A top US development finance official has warned that China’s $1.3tn global spending spree on infrastructure is destined to collapse, shattering some emerging market economies.
Adam Boehler, the chief executive of the US International Development Finance Corporation, told the Financial Times that China’s international investments were “100 per cent” like a house of cards because of “debt overload, poor infrastructure, bribes [and] lack of transparency”.
“Everything comes around, it’s only a matter of time. It was only a matter of time before WeWork came around, right?,” Mr Boehler said, referring to the distressed office rental start-up that unravelled this year. “We have to be there as an alternative because I could see China take down a whole bunch of emerging countries . . . there will be more and more cracks and then the glass will break,” he added.

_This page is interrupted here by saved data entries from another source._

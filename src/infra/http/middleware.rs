use std::time::Instant;

use axum::{
    body::Body,
    http::{Method, Request},
    middleware::Next,
    response::Response,
};
use tracing::{debug, error, warn};
use uuid::Uuid;

use crate::application::error::ErrorReport;
use crate::cache::MutationKind;
use crate::domain::error::EntityLevel;

const API_PREFIX: &str = "/api/v1/";

/// Which part of the catalog a request addresses and what it does to it.
#[derive(Debug, Clone, Copy, PartialEq, Eq)]
pub struct CatalogOp {
    pub scope: &'static str,
    pub action: &'static str,
}

impl CatalogOp {
    pub fn classify(method: &Method, path: &str) -> Self {
        let scope = if path == "/health" {
            "health"
        } else if let Some(rest) = path.strip_prefix(API_PREFIX) {
            let segments: Vec<&str> = rest.split('/').filter(|s| !s.is_empty()).collect();
            match segments.as_slice() {
                ["menus_whole"] => "whole_tree",
                ["menus", _, "submenus", _, "dishes", _, "discount"] => "discount",
                ["menus", ..] => level_for(&segments).as_str(),
                _ => "other",
            }
        } else {
            "other"
        };

        let action = if method == Method::POST {
            MutationKind::Create.as_str()
        } else if method == Method::PATCH || method == Method::PUT {
            MutationKind::Update.as_str()
        } else if method == Method::DELETE {
            MutationKind::Delete.as_str()
        } else {
            "read"
        };

        Self { scope, action }
    }
}

/// Deepest collection named in a `menus/...` path.
fn level_for(segments: &[&str]) -> EntityLevel {
    match segments {
        ["menus", _, "submenus", _, "dishes", ..] => EntityLevel::Dish,
        ["menus", _, "submenus", ..] => EntityLevel::Submenu,
        _ => EntityLevel::Menu,
    }
}

#[derive(Clone)]
pub struct RequestContext {
    pub request_id: String,
    pub op: CatalogOp,
}

pub async fn set_request_context(mut request: Request<Body>, next: Next) -> Response {
    let ctx = RequestContext {
        request_id: Uuid::new_v4().to_string(),
        op: CatalogOp::classify(request.method(), request.uri().path()),
    };
    request.extensions_mut().insert(ctx.clone());

    let mut response = next.run(request).await;
    response.extensions_mut().insert(ctx);
    response
}

/// One debug line per request; failures are raised to warn/error with the
/// attached [`ErrorReport`] when present.
pub async fn log_responses(request: Request<Body>, next: Next) -> Response {
    let method = request.method().clone();
    let path = request.uri().path().to_string();
    let start = Instant::now();

    let (request_id, op) = match request.extensions().get::<RequestContext>() {
        Some(ctx) => (ctx.request_id.clone(), ctx.op),
        None => (String::new(), CatalogOp::classify(&method, &path)),
    };

    let mut response = next.run(request).await;
    let status = response.status();
    let elapsed_ms = start.elapsed().as_millis();

    if !status.is_client_error() && !status.is_server_error() {
        debug!(
            target = "menu_cache::http::response",
            status = status.as_u16(),
            scope = op.scope,
            action = op.action,
            path = %path,
            elapsed_ms,
            request_id,
            "catalog request served",
        );
        return response;
    }

    let (source, messages) = match response.extensions_mut().remove::<ErrorReport>() {
        Some(report) => (report.source, report.messages),
        None => ("unknown", Vec::new()),
    };
    let detail = messages
        .first()
        .cloned()
        .unwrap_or_else(|| "no diagnostic available".to_string());

    if status.is_server_error() {
        error!(
            target = "menu_cache::http::response",
            status = status.as_u16(),
            scope = op.scope,
            action = op.action,
            path = %path,
            elapsed_ms,
            source,
            detail = %detail,
            chain = ?messages,
            request_id,
            "catalog request failed",
        );
    } else {
        warn!(
            target = "menu_cache::http::response",
            status = status.as_u16(),
            scope = op.scope,
            action = op.action,
            path = %path,
            elapsed_ms,
            source,
            detail = %detail,
            chain = ?messages,
            request_id,
            "catalog request rejected",
        );
    }

    response
}
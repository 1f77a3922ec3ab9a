//! Catalog records as stored, and the derived views served to callers.

use serde::{Deserialize, Serialize};

use crate::domain::types::{DishId, MenuId, Price, SubmenuId};

#[derive(Debug, Clone, PartialEq, Eq, Serialize, Deserialize)]
pub struct MenuRecord {
    pub id: MenuId,
    pub title: String,
    pub description: String,
}

#[derive(Debug, Clone, PartialEq, Eq, Serialize, Deserialize)]
pub struct SubmenuRecord {
    pub id: SubmenuId,
    pub menu_id: MenuId,
    pub title: String,
    pub description: String,
}

#[derive(Debug, Clone, PartialEq, Eq, Serialize, Deserialize)]
pub struct DishRecord {
    pub id: DishId,
    pub title: String,
    pub description: String,
    pub price: Price,
}

/// A menu together with its distinct descendant counts.
#[derive(Debug, Clone, PartialEq, Eq, Serialize, Deserialize)]
pub struct MenuAggregate {
    pub id: MenuId,
    pub title: String,
    pub description: String,
    pub submenus_count: u64,
    pub dishes_count: u64,
}

impl MenuAggregate {
    /// Aggregate view of a menu that has just been created and owns nothing yet.
    pub fn empty(record: MenuRecord) -> Self {
        Self {
            id: record.id,
            title: record.title,
            description: record.description,
            submenus_count: 0,
            dishes_count: 0,
        }
    }
}

/// A submenu together with its dish count.
#[derive(Debug, Clone, PartialEq, Eq, Serialize, Deserialize)]
pub struct SubmenuAggregate {
    pub id: SubmenuId,
    pub title: String,
    pub description: String,
    pub dishes_count: u64,
}

impl SubmenuAggregate {
    pub fn empty(record: SubmenuRecord) -> Self {
        Self {
            id: record.id,
            title: record.title,
            description: record.description,
            dishes_count: 0,
        }
    }
}

#[derive(Debug, Clone, PartialEq, Eq, Serialize, Deserialize)]
pub struct SubmenuTree {
    pub id: SubmenuId,
    pub title: String,
    pub description: String,
    pub dishes: Vec<DishRecord>,
}

#[derive(Debug, Clone, PartialEq, Eq, Serialize, Deserialize)]
pub struct MenuTree {
    pub id: MenuId,
    pub title: String,
    pub description: String,
    pub submenus: Vec<SubmenuTree>,
}

/// Every menu with its submenus and their dishes.
#[derive(Debug, Clone, Default, PartialEq, Eq, Serialize, Deserialize)]
pub struct WholeTree {
    pub menus: Vec<MenuTree>,
}

impl WholeTree {
    pub fn dishes_mut(&mut self) -> impl Iterator<Item = &mut DishRecord> {
        self.menus
            .iter_mut()
            .flat_map(|menu| menu.submenus.iter_mut())
            .flat_map(|submenu| submenu.dishes.iter_mut())
    }
}
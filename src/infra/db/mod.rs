//! Postgres-backed repository implementations.

mod dishes;
mod menus;
mod rows;
mod submenus;
mod util;

pub use util::map_sqlx_error;

use std::sync::Arc;

use async_trait::async_trait;
use sqlx::{
    query,
    postgres::{PgPool, PgPoolOptions},
};

use crate::application::repos::{HealthRepo, RepoError};

/// Dish columns with the fixed-point price rendered as text.
const DISH_COLUMNS: &str = "d.id, d.submenu_id, d.title, d.description, d.price::TEXT AS price";

#[derive(Clone)]
pub struct PostgresRepositories {
    pool: Arc<PgPool>,
}

impl PostgresRepositories {
    pub fn new(pool: PgPool) -> Self {
        Self {
            pool: Arc::new(pool),
        }
    }

    pub fn pool(&self) -> &PgPool {
        &self.pool
    }

    pub async fn connect(url: &str, max_connections: u32) -> Result<PgPool, sqlx::Error> {
        PgPoolOptions::new()
            .max_connections(max_connections)
            .connect(url)
            .await
    }

    pub async fn run_migrations(pool: &PgPool) -> Result<(), sqlx::Error> {
        sqlx::migrate!("./migrations")
            .run(pool)
            .await
            .map_err(Into::into)
    }

    pub async fn health_check(&self) -> Result<(), sqlx::Error> {
        query("SELECT 1").execute(self.pool()).await.map(|_| ())
    }
}

#[async_trait]
impl HealthRepo for PostgresRepositories {
    async fn ping(&self) -> Result<(), RepoError> {
        self.health_check().await.map_err(map_sqlx_error)
    }
}
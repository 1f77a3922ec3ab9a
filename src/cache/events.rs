//! Invalidation events and the in-memory queue that carries them.
//!
//! Write paths publish a `Mutation` after the store commit; the consumer
//! drains the queue, merges the batch into one plan and applies it.

use std::collections::VecDeque;
use std::sync::Mutex;
use std::sync::atomic::{AtomicU64, Ordering};

use metrics::{counter, gauge};
use time::OffsetDateTime;
use tracing::{info, warn};
use uuid::Uuid;

use crate::domain::types::{DishId, MenuId, SubmenuId};

use super::lock::mutex_lock;

const SOURCE: &str = "cache::events";

pub(crate) const METRIC_QUEUE_LENGTH: &str = "menu_cache_invalidation_queue_length";
pub(crate) const METRIC_QUEUE_OVERFLOWS: &str = "menu_cache_invalidation_queue_overflows_total";

/// Monotonic epoch for ordering events within this process.
pub type Epoch = u64;

#[derive(Debug, Clone, Copy, PartialEq, Eq, Hash)]
pub enum MutationKind {
    Create,
    Update,
    Delete,
}

impl MutationKind {
    pub fn as_str(self) -> &'static str {
        match self {
            MutationKind::Create => "create",
            MutationKind::Update => "update",
            MutationKind::Delete => "delete",
        }
    }

    /// Creates and deletes change the descendant counts of every ancestor.
    pub fn changes_counts(self) -> bool {
        matches!(self, MutationKind::Create | MutationKind::Delete)
    }
}

/// A committed change to the store of record, with its ancestor chain.
#[derive(Debug, Clone, PartialEq, Eq, Hash)]
pub enum Mutation {
    Menu {
        kind: MutationKind,
        menu_id: MenuId,
    },
    Submenu {
        kind: MutationKind,
        menu_id: MenuId,
        submenu_id: SubmenuId,
    },
    Dish {
        kind: MutationKind,
        menu_id: MenuId,
        submenu_id: SubmenuId,
        dish_id: DishId,
    },
    /// Drop every cached entry.
    Flush,
}

impl Mutation {
    pub fn level(&self) -> &'static str {
        match self {
            Mutation::Menu { .. } => "menu",
            Mutation::Submenu { .. } => "submenu",
            Mutation::Dish { .. } => "dish",
            Mutation::Flush => "flush",
        }
    }
}

#[derive(Debug, Clone)]
pub struct InvalidationEvent {
    /// Unique identifier for idempotency (UUIDv4).
    pub id: Uuid,
    pub epoch: Epoch,
    pub mutation: Mutation,
    /// Failed application attempts so far.
    pub attempts: u32,
    pub enqueued_at: OffsetDateTime,
}

impl InvalidationEvent {
    pub fn new(mutation: Mutation, epoch: Epoch) -> Self {
        Self {
            id: Uuid::new_v4(),
            epoch,
            mutation,
            attempts: 0,
            enqueued_at: OffsetDateTime::now_utc(),
        }
    }
}

/// Bounded FIFO of pending invalidations.
///
/// When the queue is full its contents collapse into a single `Flush`
/// event, so an overflow costs a cold cache but never a stale one.
pub struct InvalidationQueue {
    queue: Mutex<VecDeque<InvalidationEvent>>,
    epoch_counter: AtomicU64,
    limit: usize,
}

impl InvalidationQueue {
    pub fn new(limit: usize) -> Self {
        Self {
            queue: Mutex::new(VecDeque::new()),
            epoch_counter: AtomicU64::new(0),
            limit: limit.max(1),
        }
    }

    pub fn next_epoch(&self) -> Epoch {
        self.epoch_counter.fetch_add(1, Ordering::SeqCst)
    }

    pub fn publish(&self, mutation: Mutation) {
        let event = InvalidationEvent::new(mutation, self.next_epoch());

        info!(
            event_id = %event.id,
            event_epoch = event.epoch,
            mutation = ?event.mutation,
            "Invalidation event enqueued"
        );

        self.push(event);
    }

    /// Put back events whose application failed.
    pub fn requeue(&self, events: Vec<InvalidationEvent>) {
        for event in events {
            self.push(event);
        }
    }

    fn push(&self, event: InvalidationEvent) {
        let mut queue = mutex_lock(&self.queue, SOURCE, "push");
        if queue.len() >= self.limit {
            let dropped = queue.len();
            let attempts = queue.iter().map(|e| e.attempts).max().unwrap_or(0);
            queue.clear();
            let mut flush = InvalidationEvent::new(Mutation::Flush, self.next_epoch());
            flush.attempts = attempts.max(event.attempts);
            warn!(
                dropped,
                limit = self.limit,
                flush_event_id = %flush.id,
                "Invalidation queue overflowed; collapsing into a full flush"
            );
            counter!(METRIC_QUEUE_OVERFLOWS).increment(1);
            queue.push_back(flush);
        } else {
            queue.push_back(event);
        }
        gauge!(METRIC_QUEUE_LENGTH).set(queue.len() as f64);
    }

    /// Drain up to `limit` events in FIFO order.
    pub fn drain(&self, limit: usize) -> Vec<InvalidationEvent> {
        let mut queue = mutex_lock(&self.queue, SOURCE, "drain");
        let count = limit.min(queue.len());
        let drained = queue.drain(..count).collect();
        gauge!(METRIC_QUEUE_LENGTH).set(queue.len() as f64);
        drained
    }

    pub fn len(&self) -> usize {
        mutex_lock(&self.queue, SOURCE, "len").len()
    }

    pub fn is_empty(&self) -> bool {
        self.len() == 0
    }

    pub fn clear(&self) {
        mutex_lock(&self.queue, SOURCE, "clear").clear();
        gauge!(METRIC_QUEUE_LENGTH).set(0.0);
    }
}
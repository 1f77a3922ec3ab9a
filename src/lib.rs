//! Menu catalog service with a cache-aside layer.
//!
//! Layers, outermost first: `infra` (Postgres, HTTP, telemetry), `config`,
//! `application` (catalog services and jobs), `cache` (keys, codec, stores,
//! invalidation), `domain` (records and value types).

pub mod application;
pub mod cache;
pub mod config;
pub mod domain;
pub mod infra;
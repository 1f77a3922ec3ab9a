//! Cache-aside layer for the menu catalog.
//!
//! Reads go through `CacheAside`; writes publish a `Mutation` through the
//! `CacheTrigger`, whose consumer computes the fan-out with
//! `InvalidationPlan` and applies it to the `CacheStore`.
//!
//! ## Configuration
//!
//! ```toml
//! [cache]
//! enabled = true
//! backend = "memory"   # or "redis"
//! redis_url = "redis://127.0.0.1:6379/0"
//! operation_timeout_ms = 250
//! # ... see config.rs for all options
//! ```

mod aside;
mod codec;
pub(crate) mod config;
mod consumer;
mod dead_letter;
mod events;
mod keys;
mod lock;
mod planner;
mod redis_store;
mod store;
mod trigger;

pub use aside::CacheAside;
pub use codec::{CachedList, CachedValue, FromCached, decode, encode};
pub use config::{CacheBackend, CacheConfig};
pub use consumer::InvalidationConsumer;
pub use dead_letter::{DeadLetter, DeadLetterLog};
pub use events::{Epoch, InvalidationEvent, InvalidationQueue, Mutation, MutationKind};
pub use keys::{CacheKey, KeyPrefix, SEPARATOR};
pub use planner::InvalidationPlan;
pub use redis_store::RedisCacheStore;
pub use store::{BoundedCacheStore, CacheError, CacheStore, MemoryCacheStore};
pub use trigger::CacheTrigger;

pub(crate) mod metric_names {
    pub(crate) use super::aside::{METRIC_CACHE_HITS, METRIC_CACHE_MISSES};
    pub(crate) use super::consumer::{
        METRIC_CACHE_CONSUME_MS, METRIC_INVALIDATION_RETRIES, METRIC_KEYS_INVALIDATED,
    };
    pub(crate) use super::dead_letter::METRIC_DEAD_LETTERS;
    pub(crate) use super::events::{METRIC_QUEUE_LENGTH, METRIC_QUEUE_OVERFLOWS};
    pub(crate) use super::store::{METRIC_CACHE_BACKEND_ERRORS, METRIC_CACHE_EVICTIONS};
}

Mr Boehler, a former US healthcare official and executive, became head of the DFC late this year after the agency received a big funding boost from Congress that doubled its war chest to up to $60bn and allowed it to make equity investments.
As well as ensuring that US businesses pump more money into developing countries, the DFC is also much more explicitly tying its deals — including loans, loan guarantees and risk insurance — to the Trump administration’s national security priorities, including challenging China’s growing economic and strategic influence around the world.
“My job isn’t to go out and make up American foreign policy,” Mr Boehler said. “[But] we co-ordinate very heavily with [the] NSC, with State, USAID, USTR, to get a US government view when we approach things. We’re cognisant of what China is doing, but it’s not a reaction to China . . . playing offence not defence here,” he added.
Although the DFC — which was previously known as the Overseas Private Investment Corporation — is not ruling out investments in traditional infrastructure such as ports, motorways and bridges, it is increasingly looking to compete with China in funding advanced technologies, including 5G, both in terms of building out the networks and participating in spectrum auctions. “It doesn’t have to be the United States, it doesn’t have to be a US-based company. But we do care quite a bit about that data being secure,” Mr Boehler said.
The DFC is also part of the US government’s broader effort to stop countries from using technology run by Huawei, the Chinese telecommunications company that is accused by Washington of espionage and being a threat to national security. “The answer to Huawei is not ‘don’t buy Huawei and that’s it. You need an effective and credible alternative,” he said.
While many in Washington fear that the US is struggling to persuade countries to reject Huawei as they build out their 5G networks, Mr Boehler was more upbeat, saying he detected “changing winds” as governments were “getting smart” on these issues. “More and more you’re seeing people say no”.
He called Chinese investment a “drug” but said more countries were becoming sceptical of it in terms of the sustainability of the debt. “I think people are pretty circumspect about it,” Mr Boehler added. “There is a lot of concern where there’s over-leverage toward China in the market right now, a lot.”
The agency’s disbursements remain well below its caps, but it has already started to ramp up spending this year, from $3.3bn in 2018 to $5.3bn this year, its highest level in more than 20 years.
At a time when the Trump administration’s relations with US allies is rocky and the White House has struggled to mount a united front to confront Beijing on trade, Mr Boehler said he would like to do more business alongside similar agencies in Japan, Europe and beyond.
“I would rather write a smaller cheque and do it with JBIC,[ the Japanese development finance agency] or our friends at African Development Bank or others,” he said. With the Japanese in particular, he added that there was a live “conversation about how do we drive our goals in Indo-Pac together because they are shared goals”.
“We should be holding hands on that. That’s a strong message, not just against China but against anybody that wants outsized influence in a sovereign nation and that’s going to push a closed system instead of an open one,” he added.
Mr Boehler was sceptical that the DFC could ever work with the Beijing-backed Asian Investment Infrastructure Bank, unless there was a big change in China’s approach. “To the extent we have concerns about transparency, rule of law and outsized influence, it would be difficult to work together,” he said.
Criticism of Beijing’s global investments, including through its Belt & Road Initiative, have increased sharply in Washington in recent years, forming an important dimension of Sino-American rivalry. Many developing countries in Asia, Africa and even Latin America have benefited from an inflow of Chinese money to help them fund projects more cheaply and with fewer restrictions. But Mr Boehler said that even though US funding may not be quite as swift, it came with higher standards and better outcomes.
“It’s a sovereign country’s decision which way they want to go and how they want to go. But I’ll let the results speak for themselves,” he said. “China’s biggest investment in the western hemisphere at 60 per cent of their dollars is Venezuela. There’s a direction that looks like that.
“And there’s a direction that looks like some of the countries that you’ve seen develop over the last bunch of years in a very positive light,” Mr Boehler added, citing Colombia.